Declaração de Caracas, 1992
"Em princípio
de 2005, recebi do Dr. Diogo Pires Aurélio, então Director da Biblioteca
Nacional, o pedido de um depoimento sobre património documental no estrangeiro,
para o caso, baseado na minha estadia em Londres, durante 17 anos (1978 –
1995), como conselheiro cultural da nossa embaixada, ali sediada.
Escolhi o que se passara com o espólio de Batalha Reis e fiz um curto texto, que a seguir
reproduzo, por me parecer que contém alguns ensinamentos sobre que vale a pena
meditar. Devo dizer, sem falsa modéstia, que me orgulho de ter salvo de um
provável desaparecimento este valioso espólio. Não foi o único. Também as
cartas de Trindade Coelho dirigidas por este escritor à docente alemã da universidade de Hamburgo, Louise Ey,
que me foram enviadas de Hamburgo para Londres pela Dra.
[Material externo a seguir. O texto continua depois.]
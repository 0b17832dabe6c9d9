// SPDX-FileCopyrightText: 2026 Solace Contributors
// SPDX-License-Identifier: MIT OR Apache-2.0

//! Domain types shared across adapter trait boundaries.

use std::fmt;

use chrono::{DateTime, SecondsFormat, Utc};
use serde::{Deserialize, Serialize};
use strum::{Display, EnumString};

use crate::status::MessageStatus;

/// Health status reported by adapter health checks.
#[derive(Debug, Clone, PartialEq, Eq)]
pub enum HealthStatus {
    /// Adapter is fully operational.
    Healthy,
    /// Adapter is operational but experiencing issues.
    Degraded(String),
    /// Adapter is not operational.
    Unhealthy(String),
}

/// Identifies the kind of adapter behind a trait object.
#[derive(
    Debug, Clone, Copy, PartialEq, Eq, Hash, Display, EnumString, Serialize, Deserialize,
)]
pub enum AdapterType {
    Storage,
    Completion,
    Transport,
    Analyzer,
}

macro_rules! id_newtype {
    ($(#[$meta:meta])* $name:ident) => {
        $(#[$meta])*
        #[derive(Debug, Clone, Copy, PartialEq, Eq, Hash, PartialOrd, Ord, Serialize, Deserialize)]
        #[serde(transparent)]
        pub struct $name(pub i64);

        impl fmt::Display for $name {
            fn fmt(&self, f: &mut fmt::Formatter<'_>) -> fmt::Result {
                write!(f, "{}", self.0)
            }
        }
    };
}

id_newtype!(
    /// Primary key of a user row.
    UserId
);
id_newtype!(
    /// Primary key of a conversation row.
    ConversationId
);
id_newtype!(
    /// Primary key of a message row.
    MessageId
);

/// Format a timestamp the way every table stores it.
pub fn format_timestamp(at: DateTime<Utc>) -> String {
    at.to_rfc3339_opts(SecondsFormat::Millis, true)
}

/// Parse a stored timestamp.
pub fn parse_timestamp(raw: &str) -> Result<DateTime<Utc>, chrono::ParseError> {
    DateTime::parse_from_rfc3339(raw).map(|dt| dt.with_timezone(&Utc))
}

// --- Users ---

/// Account lifecycle of a user.
#[derive(Debug, Clone, Copy, PartialEq, Eq, Display, Serialize, Deserialize)]
pub enum AccountStatus {
    PendingActivation,
    Active,
    Suspended,
    Expired,
}

impl AccountStatus {
    pub fn id(self) -> i64 {
        match self {
            AccountStatus::PendingActivation => 1,
            AccountStatus::Active => 2,
            AccountStatus::Suspended => 3,
            AccountStatus::Expired => 4,
        }
    }

    /// Unrecognized ids are treated as not yet activated.
    pub fn from_id(id: i64) -> Self {
        match id {
            2 => AccountStatus::Active,
            3 => AccountStatus::Suspended,
            4 => AccountStatus::Expired,
            _ => AccountStatus::PendingActivation,
        }
    }
}

/// A person reachable over SMS. Also used for the agent's own sending identity.
#[derive(Debug, Clone, PartialEq, Serialize, Deserialize)]
pub struct User {
    pub id: UserId,
    pub first_name: String,
    pub last_name: String,
    pub email: Option<String>,
    /// E.164 phone number.
    pub phone_number: String,
    pub phone_verified: bool,
    pub nudge_enabled: bool,
    pub status: AccountStatus,
    pub created_at: DateTime<Utc>,
}

/// Fields required to insert a user.
#[derive(Debug, Clone)]
pub struct NewUser {
    /// Explicit id, used when seeding the system account.
    pub id: Option<UserId>,
    pub first_name: String,
    pub last_name: String,
    pub email: Option<String>,
    pub phone_number: String,
    pub phone_verified: bool,
    pub nudge_enabled: bool,
    pub status: AccountStatus,
}

/// The agent's own account, injected from configuration.
#[derive(Debug, Clone, PartialEq, Eq)]
pub struct SystemAccount {
    pub user_id: UserId,
    pub phone_number: String,
}

impl SystemAccount {
    pub fn is(&self, user_id: UserId) -> bool {
        self.user_id == user_id
    }
}

// --- Conversations ---

/// Whether a conversation still accepts messages.
#[derive(Debug, Clone, Copy, PartialEq, Eq, Display)]
pub enum ConversationState {
    Open,
    Closed,
}

/// A bounded session: one inbound/reply exchange or one nudge.
#[derive(Debug, Clone, PartialEq, Serialize, Deserialize)]
pub struct Conversation {
    pub id: ConversationId,
    /// The user the session belongs to (never the system account).
    pub user_id: UserId,
    pub start_time: DateTime<Utc>,
    /// `None` while open.
    pub end_time: Option<DateTime<Utc>>,
}

impl Conversation {
    pub fn state(&self) -> ConversationState {
        if self.end_time.is_some() {
            ConversationState::Closed
        } else {
            ConversationState::Open
        }
    }

    pub fn is_open(&self) -> bool {
        self.state() == ConversationState::Open
    }
}

// --- Messages ---

/// Billing category of a message.
#[derive(Debug, Clone, Copy, PartialEq, Eq, Display, Serialize, Deserialize)]
pub enum MessageType {
    Sms,
}

impl MessageType {
    pub fn id(self) -> i64 {
        match self {
            MessageType::Sms => 2,
        }
    }

    pub fn from_id(_id: i64) -> Self {
        MessageType::Sms
    }

    /// Credits charged per delivered message.
    pub fn bill_rate(self) -> f64 {
        match self {
            MessageType::Sms => 0.5,
        }
    }
}

/// A persisted message.
#[derive(Debug, Clone, PartialEq, Serialize, Deserialize)]
pub struct Message {
    pub id: MessageId,
    pub conversation_id: ConversationId,
    pub from_user_id: UserId,
    pub to_user_id: UserId,
    pub body: String,
    pub message_type: MessageType,
    pub status: MessageStatus,
    /// Transport delivery id. Join key for status callbacks.
    pub reference_id: Option<String>,
    pub sent_at: Option<DateTime<Utc>>,
    pub received_at: Option<DateTime<Utc>>,
    pub created_at: DateTime<Utc>,
}

impl Message {
    /// Project into the shape handed to the completion provider.
    pub fn to_history(&self, system: &SystemAccount) -> HistoryEntry {
        HistoryEntry {
            author: if system.is(self.from_user_id) {
                Author::Agent
            } else {
                Author::User
            },
            body: self.body.clone(),
            timestamp: self.created_at,
        }
    }
}

/// Fields required to insert a message.
#[derive(Debug, Clone)]
pub struct NewMessage {
    pub conversation_id: ConversationId,
    pub from_user_id: UserId,
    pub to_user_id: UserId,
    pub body: String,
    pub message_type: MessageType,
    pub status: MessageStatus,
    pub reference_id: Option<String>,
    pub sent_at: Option<DateTime<Utc>>,
    pub received_at: Option<DateTime<Utc>>,
}

/// Who wrote a history entry, from the model's point of view.
#[derive(Debug, Clone, Copy, PartialEq, Eq, Serialize)]
pub enum Author {
    User,
    Agent,
}

/// One prior message as seen by the completion provider.
#[derive(Debug, Clone, PartialEq, Serialize)]
pub struct HistoryEntry {
    pub author: Author,
    pub body: String,
    pub timestamp: DateTime<Utc>,
}

/// An inbound SMS after webhook decoding.
#[derive(Debug, Clone, PartialEq, Eq)]
pub struct InboundSms {
    pub from: String,
    pub to: String,
    pub body: String,
    /// Transport id of the inbound message.
    pub reference_id: Option<String>,
}

/// A delivery status callback after webhook decoding.
#[derive(Debug, Clone, PartialEq, Eq)]
pub struct StatusCallback {
    pub reference_id: String,
    /// Raw transport status string.
    pub status: String,
}

/// Result of handing a message to the transport.
#[derive(Debug, Clone, PartialEq, Eq)]
pub struct SendReceipt {
    pub delivery_id: String,
    pub status: MessageStatus,
}

// --- Ledger, analysis, queue ---

/// A single credit deduction. At most one per message.
#[derive(Debug, Clone, PartialEq)]
pub struct CreditDebit {
    pub user_id: UserId,
    pub conversation_id: ConversationId,
    pub message_id: MessageId,
    pub amount: f64,
}

/// NRC emotion lexicon scores.
#[derive(Debug, Clone, Default, PartialEq, Serialize, Deserialize)]
pub struct NrcScores {
    #[serde(default)]
    pub anger: f64,
    #[serde(default)]
    pub anticipation: f64,
    #[serde(default)]
    pub disgust: f64,
    #[serde(default)]
    pub fear: f64,
    #[serde(default)]
    pub trust: f64,
    #[serde(default)]
    pub joy: f64,
    #[serde(default)]
    pub negative: f64,
    #[serde(default)]
    pub positive: f64,
    #[serde(default)]
    pub sadness: f64,
    #[serde(default)]
    pub surprise: f64,
}

/// VADER sentiment scores.
#[derive(Debug, Clone, Default, PartialEq, Serialize, Deserialize)]
pub struct VaderScores {
    #[serde(default)]
    pub compound: f64,
    #[serde(default)]
    pub neg: f64,
    #[serde(default)]
    pub neu: f64,
    #[serde(default)]
    pub pos: f64,
}

/// Emotion analysis of one message.
#[derive(Debug, Clone, Default, PartialEq, Serialize, Deserialize)]
pub struct EmotionScores {
    pub nrc: NrcScores,
    pub vader: VaderScores,
}

/// An entry in the durable work queue.
#[derive(Debug, Clone, PartialEq, Eq)]
pub struct QueueEntry {
    pub id: i64,
    pub queue_name: String,
    pub payload: String,
    /// One of `pending`, `processing`, `completed`, `failed`.
    pub status: String,
    pub attempts: i32,
    pub max_attempts: i32,
    pub created_at: String,
    pub updated_at: String,
    pub locked_until: Option<String>,
}

#[cfg(test)]
mod tests {
    use super::*;
    use chrono::TimeZone;

    fn message(from: i64) -> Message {
        Message {
            id: MessageId(1),
            conversation_id: ConversationId(1),
            from_user_id: UserId(from),
            to_user_id: UserId(if from == 1 { 2 } else { 1 }),
            body: "hi".into(),
            message_type: MessageType::Sms,
            status: MessageStatus::Received,
            reference_id: None,
            sent_at: None,
            received_at: None,
            created_at: Utc.with_ymd_and_hms(2026, 3, 1, 12, 0, 0).unwrap(),
        }
    }

    #[test]
    fn timestamps_round_trip_through_storage_format() {
        let at = Utc.with_ymd_and_hms(2026, 1, 2, 15, 4, 5).unwrap();
        let raw = format_timestamp(at);
        assert_eq!(raw, "2026-01-02T15:04:05.000Z");
        assert_eq!(parse_timestamp(&raw).unwrap(), at);
    }

    #[test]
    fn conversation_state_follows_end_time() {
        let mut conv = Conversation {
            id: ConversationId(7),
            user_id: UserId(2),
            start_time: Utc::now(),
            end_time: None,
        };
        assert!(conv.is_open());
        conv.end_time = Some(Utc::now());
        assert_eq!(conv.state(), ConversationState::Closed);
    }

    #[test]
    fn history_author_is_agent_only_for_system_messages() {
        let system = SystemAccount {
            user_id: UserId(1),
            phone_number: "+15550000001".into(),
        };
        assert_eq!(message(1).to_history(&system).author, Author::Agent);
        assert_eq!(message(2).to_history(&system).author, Author::User);
    }

    #[test]
    fn account_status_ids() {
        for status in [
            AccountStatus::PendingActivation,
            AccountStatus::Active,
            AccountStatus::Suspended,
            AccountStatus::Expired,
        ] {
            assert_eq!(AccountStatus::from_id(status.id()), status);
        }
    }

    #[test]
    fn sms_bill_rate() {
        assert_eq!(MessageType::Sms.bill_rate(), 0.5);
        assert_eq!(MessageType::from_id(MessageType::Sms.id()), MessageType::Sms);
    }

    #[test]
    fn message_serializes_with_numeric_ids() {
        let json = serde_json::to_value(message(2)).unwrap();
        assert_eq!(json["from_user_id"], 2);
        assert_eq!(json["status"], "Received");
    }
}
Fátima Brauer, daquela
mesma universidade, salvando-as, no
último minuto, de serem varridas para o
lixo pelo pessoal da limpeza, foram por mim imediatamente remetidas para a
Biblioteca Nacional, onde actualmente se encontram (foram recentemente publicadas).
Segue-se o meu texto, publicado na Revista da Biblioteca Nacional:
Em Maio de 1978 fui colocado na Embaixada de Portugal em Londres, como Conselheiro
Cultural. E, dois ou três anos depois, numa vinda a Lisboa, em férias, fui
contactado pelo João Palma-Ferreira, então director da Biblioteca Nacional:
queria alertar-me para a existência, em Inglaterra, do espólio do antigo
diplomata, homem de letras e companheiro de geração de Eça de Queirós e Antero
de Quental, Jaime Batalha Reis. De facto, no seu périplo de diplomata, Batalha
Reis residira largos anos no país de Dickens e chegara a ser eleito fellow da "Royal Geographical Society". Os
seus papéis estariam, naquela altura, entregues a um sobrinho-neto do
diplomata, James Cinatti Burrell, a viver algures para os lados de Portsmouth, no sul de Inglaterra.
Os espólios (literários e outros) constituem quase sempre um enfadonho quebra-cabeças para
os herdeiros e para os eventuais necessitados de a eles terem acesso. No
processo – frequentemente kafkiano – muito se perde ou se destrói, por
suspeição, por ressentimento, por inveja, por desleixo, por pudor, por
provincianismo e até por pura ganância. Não, como se vai ver, no caso vertente.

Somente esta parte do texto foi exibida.